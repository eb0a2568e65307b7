//! `CDSect ::= '<![CDATA[' (Char* - (Char* ']]>' Char*)) ']]>'`
//!
//! Input starts after the `<![CDATA[`.

use super::{drive, ParseResult, ParserCore, Phase, TokenParser};
use crate::buffer::ParsingBuffer;
use crate::model::{Token, TokenKind};
use crate::validator::is_char;

#[derive(Debug, Clone, Copy, PartialEq, Eq)]
enum State {
    ReadingContent,
}

/// Reads a CDATA section verbatim.
#[derive(Debug, Clone)]
pub struct CDataParser {
    core: ParserCore,
    phase: Phase<State>,
    content: String,
}

impl Default for CDataParser {
    fn default() -> Self {
        Self::new()
    }
}

impl CDataParser {
    /// Creates an uninitialized parser.
    pub fn new() -> Self {
        Self {
            core: ParserCore::default(),
            phase: Phase::Scanning(State::ReadingContent),
            content: String::new(),
        }
    }

    /// The section content.
    #[inline]
    pub fn content(&self) -> &str {
        &self.content
    }

    fn read_content(&mut self, buffer: &mut ParsingBuffer) -> Phase<State> {
        while let Some(c) = buffer.current_char() {
            if !is_char(c) {
                return Phase::Failed(Some(c));
            }

            let position = buffer.current_position();
            if c == '>'
                && position >= 2
                && buffer.at(position - 1) == Some(']')
                && buffer.at(position - 2) == Some(']')
            {
                self.content = buffer.substring(0, position - 2);
                buffer.increment_position();
                self.core.set_token_kind(TokenKind::CData);
                return Phase::Finished;
            }
            buffer.increment_position();
        }
        Phase::Scanning(State::ReadingContent)
    }
}

impl TokenParser for CDataParser {
    fn production(&self) -> &'static str {
        "CDATA section"
    }

    fn core(&self) -> &ParserCore {
        &self.core
    }

    fn core_mut(&mut self) -> &mut ParserCore {
        &mut self.core
    }

    fn reset(&mut self) {
        self.phase = Phase::Scanning(State::ReadingContent);
        self.content.clear();
    }

    fn step(&mut self, buffer: &mut ParsingBuffer) -> ParseResult {
        let mut phase = self.phase;
        let result = drive(&mut phase, |State::ReadingContent| self.read_content(buffer));
        self.phase = phase;
        result
    }

    fn take_token(&mut self) -> Option<Token> {
        if self.phase != Phase::Finished {
            return None;
        }
        let content = std::mem::take(&mut self.content);
        self.deinitialize();
        Some(Token::CData(content))
    }
}
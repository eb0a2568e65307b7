//! `Comment ::= '<!--' ((Char - '-') | ('-' (Char - '-')))* '-->'`
//!
//! Input starts after the `<!--`.

use super::{drive, ParseResult, ParserCore, Phase, TokenParser};
use crate::buffer::ParsingBuffer;
use crate::model::{Token, TokenKind};
use crate::validator::is_char;

#[derive(Debug, Clone, Copy, PartialEq, Eq)]
enum State {
    ReadingComment,
}

/// Reads a comment body.
///
/// `--` inside the body fails at the code point following it, so
/// `<!-- a--->` is rejected at the third dash.
#[derive(Debug, Clone)]
pub struct CommentParser {
    core: ParserCore,
    phase: Phase<State>,
    text: String,
}

impl Default for CommentParser {
    fn default() -> Self {
        Self::new()
    }
}

impl CommentParser {
    /// Creates an uninitialized parser.
    pub fn new() -> Self {
        Self {
            core: ParserCore::default(),
            phase: Phase::Scanning(State::ReadingComment),
            text: String::new(),
        }
    }

    /// The comment text.
    #[inline]
    pub fn text(&self) -> &str {
        &self.text
    }

    fn read_comment(&mut self, buffer: &mut ParsingBuffer) -> Phase<State> {
        while let Some(c) = buffer.current_char() {
            if !is_char(c) {
                return Phase::Failed(Some(c));
            }

            let position = buffer.current_position();
            let after_dashes = position >= 2
                && buffer.at(position - 1) == Some('-')
                && buffer.at(position - 2) == Some('-');
            if after_dashes {
                if c != '>' {
                    return Phase::Failed(Some(c));
                }
                self.text = buffer.substring(0, position - 2);
                buffer.increment_position();
                self.core.set_token_kind(TokenKind::Comment);
                return Phase::Finished;
            }
            buffer.increment_position();
        }
        Phase::Scanning(State::ReadingComment)
    }
}

impl TokenParser for CommentParser {
    fn production(&self) -> &'static str {
        "comment"
    }

    fn core(&self) -> &ParserCore {
        &self.core
    }

    fn core_mut(&mut self) -> &mut ParserCore {
        &mut self.core
    }

    fn reset(&mut self) {
        self.phase = Phase::Scanning(State::ReadingComment);
        self.text.clear();
    }

    fn step(&mut self, buffer: &mut ParsingBuffer) -> ParseResult {
        let mut phase = self.phase;
        let result = drive(&mut phase, |State::ReadingComment| self.read_comment(buffer));
        self.phase = phase;
        result
    }

    fn take_token(&mut self) -> Option<Token> {
        if self.phase != Phase::Finished {
            return None;
        }
        let text = std::mem::take(&mut self.text);
        self.deinitialize();
        Some(Token::Comment(text))
    }
}

#[cfg(test)]
mod tests {
    use super::*;
    use crate::parser::test_support::feed;
    use crate::parser::ParserOption;

    fn parse_comment(input: &str) -> (ParseResult, CommentParser) {
        let mut buffer = ParsingBuffer::new();
        let mut parser = CommentParser::new();
        parser.initialize(&mut buffer, ParserOption::None).unwrap();
        buffer.append(input);
        let result = parser.parse(&mut buffer);
        (result, parser)
    }

    #[test]
    fn test_comment_text() {
        let (result, parser) = parse_comment(" a - b <c> -->");
        assert_eq!(result, ParseResult::Success);
        assert_eq!(parser.text(), " a - b <c> ");
        assert_eq!(parser.token_kind(), Some(TokenKind::Comment));
    }

    #[test]
    fn test_empty_comment() {
        let (result, parser) = parse_comment("-->");
        assert_eq!(result, ParseResult::Success);
        assert_eq!(parser.text(), "");
    }

    #[test]
    fn test_double_dash_rejected() {
        let (result, _) = parse_comment(" a -- b -->");
        assert_eq!(result, ParseResult::Error(Some(' ')));
    }

    #[test]
    fn test_trailing_dash_rejected() {
        let (result, _) = parse_comment(" a --->");
        assert_eq!(result, ParseResult::Error(Some('-')));
    }

    #[test]
    fn test_dash_then_gt_is_text() {
        let (result, parser) = parse_comment("->-->");
        assert_eq!(result, ParseResult::Success);
        assert_eq!(parser.text(), "->");
    }

    #[test]
    fn test_split_close() {
        for chunk in 1..=4 {
            let mut buffer = ParsingBuffer::new();
            let mut parser = CommentParser::new();
            parser.initialize(&mut buffer, ParserOption::None).unwrap();
            assert_eq!(feed(&mut parser, &mut buffer, "note-->", chunk), ParseResult::Success);
            assert_eq!(parser.take_token(), Some(Token::Comment("note".into())));
        }
    }
}
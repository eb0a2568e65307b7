//! XML writer.
//!
//! [`XmlWriter`] builds a document in memory and refuses any call that would
//! make it malformed. The first refused call moves the writer into
//! [`WriterState::Error`], after which every write fails until
//! [`clear`](XmlWriter::clear) is called.
//!
//! ```
//! use incremental_xml::{Attribute, AttributeList, XmlWriter};
//!
//! let mut writer = XmlWriter::new();
//! let attributes: AttributeList = [Attribute::new("id", "1")].into_iter().collect();
//!
//! writer.write_xml_declaration().unwrap();
//! writer.write_start_of_element("note", &attributes).unwrap();
//! writer.write_text("a < b").unwrap();
//! writer.write_end_of_element().unwrap();
//!
//! assert_eq!(
//!     writer.finish().unwrap(),
//!     r#"<?xml version="1.0" encoding="UTF-8"?><note id="1">a &lt; b</note>"#
//! );
//! ```

use crate::error::{Error, Result};
use crate::escape::{escape_attribute_value_to, escape_text_continued_to};
use crate::model::{AttributeList, ProcessingInstruction, Token, XmlDeclaration};
use crate::validator::{
    validate_attribute_value, validate_cdata, validate_comment, validate_name, validate_text_node,
};
use log::{debug, trace};

const LOG_TARGET: &str = "incremental_xml::writer";

/// Where in the document the writer is.
#[derive(Debug, Clone, Copy, PartialEq, Eq)]
pub enum WriterState {
    /// Nothing written yet.
    Empty,
    /// Prolog content written, no root element yet.
    DocumentStarted,
    /// Inside the root element.
    Element,
    /// The root element is closed.
    DocumentEnded,
    /// A call was refused; the output is no longer usable.
    Error,
}

/// An XML writer that only produces well-formed documents.
#[derive(Debug, Clone)]
pub struct XmlWriter {
    state: WriterState,
    /// Root element name required by the document type, if one was written.
    document_type: Option<String>,
    /// Stack of open element names.
    element_stack: Vec<String>,
    output: String,
}

impl Default for XmlWriter {
    fn default() -> Self {
        Self::new()
    }
}

impl XmlWriter {
    /// Creates a writer for an empty document.
    #[inline]
    pub fn new() -> Self {
        Self {
            state: WriterState::Empty,
            document_type: None,
            element_stack: Vec::new(),
            output: String::new(),
        }
    }

    /// Discards the document and returns to [`WriterState::Empty`].
    pub fn clear(&mut self) {
        self.state = WriterState::Empty;
        self.document_type = None;
        self.element_stack.clear();
        self.output.clear();
    }

    /// The current state.
    #[inline]
    pub fn state(&self) -> WriterState {
        self.state
    }

    /// Returns the current nesting depth.
    #[inline]
    pub fn depth(&self) -> usize {
        self.element_stack.len()
    }

    /// The document written so far; empty once the writer has failed.
    #[inline]
    pub fn xml_string(&self) -> &str {
        match self.state {
            WriterState::Error => "",
            _ => &self.output,
        }
    }

    /// Returns the finished document. Fails unless the root element is
    /// closed.
    pub fn finish(self) -> Result<String> {
        match self.state {
            WriterState::DocumentEnded => Ok(self.output),
            state => Err(Error::invalid_state(format!("document is not complete ({:?})", state))),
        }
    }

    /// Writes `<?xml version="1.0" encoding="UTF-8"?>`. Only allowed first.
    pub fn write_xml_declaration(&mut self) -> Result<()> {
        self.write_declaration(&XmlDeclaration::default())
    }

    /// Writes the given declaration. Only allowed first.
    ///
    /// The output is always UTF-8, so a declaration naming another encoding
    /// is refused.
    pub fn write_declaration(&mut self, declaration: &XmlDeclaration) -> Result<()> {
        if self.state != WriterState::Empty {
            return Err(self.fail(Error::invalid_state("the XML declaration must come first")));
        }
        if !declaration.is_valid() {
            return Err(self.fail(Error::invalid_declaration(declaration.to_string())));
        }
        if !declaration.is_utf8() {
            let encoding = declaration.encoding.as_deref().unwrap_or_default();
            return Err(self.fail(Error::invalid_declaration(format!(
                "cannot write {} output",
                encoding
            ))));
        }

        self.output.push_str("<?xml ");
        self.output.push_str(&declaration.to_string());
        self.output.push_str("?>");
        self.transition(WriterState::DocumentStarted);
        Ok(())
    }

    /// Writes `<!DOCTYPE name>`. The root element must then be called `name`.
    pub fn write_document_type(&mut self, name: &str) -> Result<()> {
        if self.document_type.is_some() {
            return Err(self.fail(Error::invalid_state("document type already written")));
        }
        if !matches!(self.state, WriterState::Empty | WriterState::DocumentStarted) {
            return Err(self.fail(Error::invalid_state("document type after the root element")));
        }
        if !validate_name(name) {
            return Err(self.fail(Error::invalid_name(name)));
        }

        self.output.push_str("<!DOCTYPE ");
        self.output.push_str(name);
        self.output.push('>');
        self.document_type = Some(name.to_string());
        self.transition(WriterState::DocumentStarted);
        Ok(())
    }

    /// Writes `<!--text-->`.
    pub fn write_comment(&mut self, text: &str) -> Result<()> {
        let next = self.misc_state()?;
        if !validate_comment(text) {
            return Err(self.fail(Error::syntax(format!("invalid comment text: {:?}", text))));
        }

        self.output.push_str("<!--");
        self.output.push_str(text);
        self.output.push_str("-->");
        self.transition(next);
        Ok(())
    }

    /// Writes `<?target data?>`, or `<?target?>` when the data is empty.
    ///
    /// Data starting with whitespace is refused: the separator after the
    /// target would swallow it on reading.
    pub fn write_processing_instruction(
        &mut self,
        instruction: &ProcessingInstruction,
    ) -> Result<()> {
        let next = self.misc_state()?;
        if !instruction.is_valid() {
            return Err(self.fail(Error::syntax(format!(
                "invalid processing instruction: {:?}",
                instruction.target
            ))));
        }

        self.output.push_str("<?");
        self.output.push_str(&instruction.target);
        if !instruction.data.is_empty() {
            self.output.push(' ');
            self.output.push_str(&instruction.data);
        }
        self.output.push_str("?>");
        self.transition(next);
        Ok(())
    }

    /// Writes `<name attributes...>` and opens the element.
    pub fn write_start_of_element(
        &mut self,
        name: &str,
        attributes: &AttributeList,
    ) -> Result<()> {
        self.check_element_allowed(name)?;
        self.write_tag(name, attributes, ">")?;
        self.element_stack.push(name.to_string());
        self.transition(WriterState::Element);
        Ok(())
    }

    /// Writes `<name attributes.../>`.
    pub fn write_empty_element(&mut self, name: &str, attributes: &AttributeList) -> Result<()> {
        self.check_element_allowed(name)?;
        self.write_tag(name, attributes, "/>")?;
        if self.element_stack.is_empty() {
            self.transition(WriterState::DocumentEnded);
        }
        Ok(())
    }

    /// Writes escaped character data inside the root element.
    pub fn write_text(&mut self, text: &str) -> Result<()> {
        if self.state != WriterState::Element {
            return Err(self.fail(Error::invalid_state("text outside the root element")));
        }

        // A closing tag or markup never ends in `]`, so trailing brackets
        // belong to character data of this element.
        let brackets = self.output.bytes().rev().take(2).take_while(|&b| b == b']').count();
        let start = self.output.len();
        escape_text_continued_to(text, brackets, &mut self.output);
        if !validate_text_node(&self.output[start..]) {
            self.output.truncate(start);
            return Err(self.fail(Error::syntax("text contains characters not allowed in XML")));
        }
        Ok(())
    }

    /// Writes `<![CDATA[data]]>` inside the root element.
    pub fn write_cdata(&mut self, data: &str) -> Result<()> {
        if self.state != WriterState::Element {
            return Err(self.fail(Error::invalid_state("CDATA section outside the root element")));
        }
        if !validate_cdata(data) {
            return Err(self.fail(Error::syntax(
                "CDATA section content contains \"]]>\" or invalid characters",
            )));
        }

        self.output.push_str("<![CDATA[");
        self.output.push_str(data);
        self.output.push_str("]]>");
        Ok(())
    }

    /// Closes the innermost open element.
    pub fn write_end_of_element(&mut self) -> Result<()> {
        let name = match (self.state, self.element_stack.pop()) {
            (WriterState::Element, Some(name)) => name,
            _ => return Err(self.fail(Error::invalid_state("no element to close"))),
        };

        self.output.push_str("</");
        self.output.push_str(&name);
        self.output.push('>');
        if self.element_stack.is_empty() {
            self.transition(WriterState::DocumentEnded);
        }
        Ok(())
    }

    /// Writes a token produced by the reader.
    ///
    /// An XML declaration token keeps its version and `standalone` flag. A
    /// declaration naming an encoding other than UTF-8 is refused, see
    /// [`write_declaration`](Self::write_declaration).
    pub fn write_token(&mut self, token: &Token) -> Result<()> {
        match token {
            Token::XmlDeclaration(declaration) => self.write_declaration(declaration),
            Token::DocumentType(document_type) => self.write_document_type(&document_type.name),
            Token::StartOfElement { name, attributes } => {
                self.write_start_of_element(name, attributes)
            }
            Token::EmptyElement { name, attributes } => self.write_empty_element(name, attributes),
            Token::EndOfElement { .. } => self.write_end_of_element(),
            Token::Text(text) => self.write_text(text),
            Token::CData(data) => self.write_cdata(data),
            Token::Comment(text) => self.write_comment(text),
            Token::ProcessingInstruction(instruction) => {
                self.write_processing_instruction(instruction)
            }
        }
    }

    /// State after a comment or processing instruction, which are allowed
    /// anywhere.
    fn misc_state(&mut self) -> Result<WriterState> {
        match self.state {
            WriterState::Empty => Ok(WriterState::DocumentStarted),
            WriterState::Error => Err(Error::invalid_state("the writer has failed")),
            state => Ok(state),
        }
    }

    fn check_element_allowed(&mut self, name: &str) -> Result<()> {
        if !validate_name(name) {
            return Err(self.fail(Error::invalid_name(name)));
        }
        match self.state {
            WriterState::Element => Ok(()),
            WriterState::Empty | WriterState::DocumentStarted => match &self.document_type {
                Some(root) if root != name => {
                    let err = Error::mismatched_tag(root.as_str(), name);
                    Err(self.fail(err))
                }
                _ => Ok(()),
            },
            WriterState::DocumentEnded => {
                Err(self.fail(Error::invalid_state("more than one root element")))
            }
            WriterState::Error => Err(Error::invalid_state("the writer has failed")),
        }
    }

    fn write_tag(&mut self, name: &str, attributes: &AttributeList, close: &str) -> Result<()> {
        let mut tag = String::with_capacity(name.len() + 2 + attributes.len() * 16);
        tag.push('<');
        tag.push_str(name);

        for attribute in attributes {
            if !validate_name(&attribute.name) {
                return Err(self.fail(Error::invalid_name(attribute.name.as_str())));
            }
            let quote = attribute.quote.as_char();
            tag.push(' ');
            tag.push_str(&attribute.name);
            tag.push('=');
            tag.push(quote);
            let value_start = tag.len();
            escape_attribute_value_to(&attribute.value, attribute.quote, &mut tag);
            if !validate_attribute_value(&tag[value_start..], attribute.quote) {
                return Err(self.fail(Error::syntax(format!(
                    "attribute {} contains characters not allowed in XML",
                    attribute.name
                ))));
            }
            tag.push(quote);
        }

        tag.push_str(close);
        self.output.push_str(&tag);
        trace!(target: LOG_TARGET, "wrote <{}> with {} attributes", name, attributes.len());
        Ok(())
    }

    fn transition(&mut self, next: WriterState) {
        if self.state != next {
            trace!(target: LOG_TARGET, "{:?} -> {:?}", self.state, next);
            self.state = next;
        }
    }

    fn fail(&mut self, err: Error) -> Error {
        debug!(target: LOG_TARGET, "refused write in {:?}: {}", self.state, err);
        self.state = WriterState::Error;
        err
    }
}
⁂
__WORK TASK__:
A single number is the whole answer: the tally of lines above that contain "depth".

__SOLUTION TO THIS PROBLEM__:
2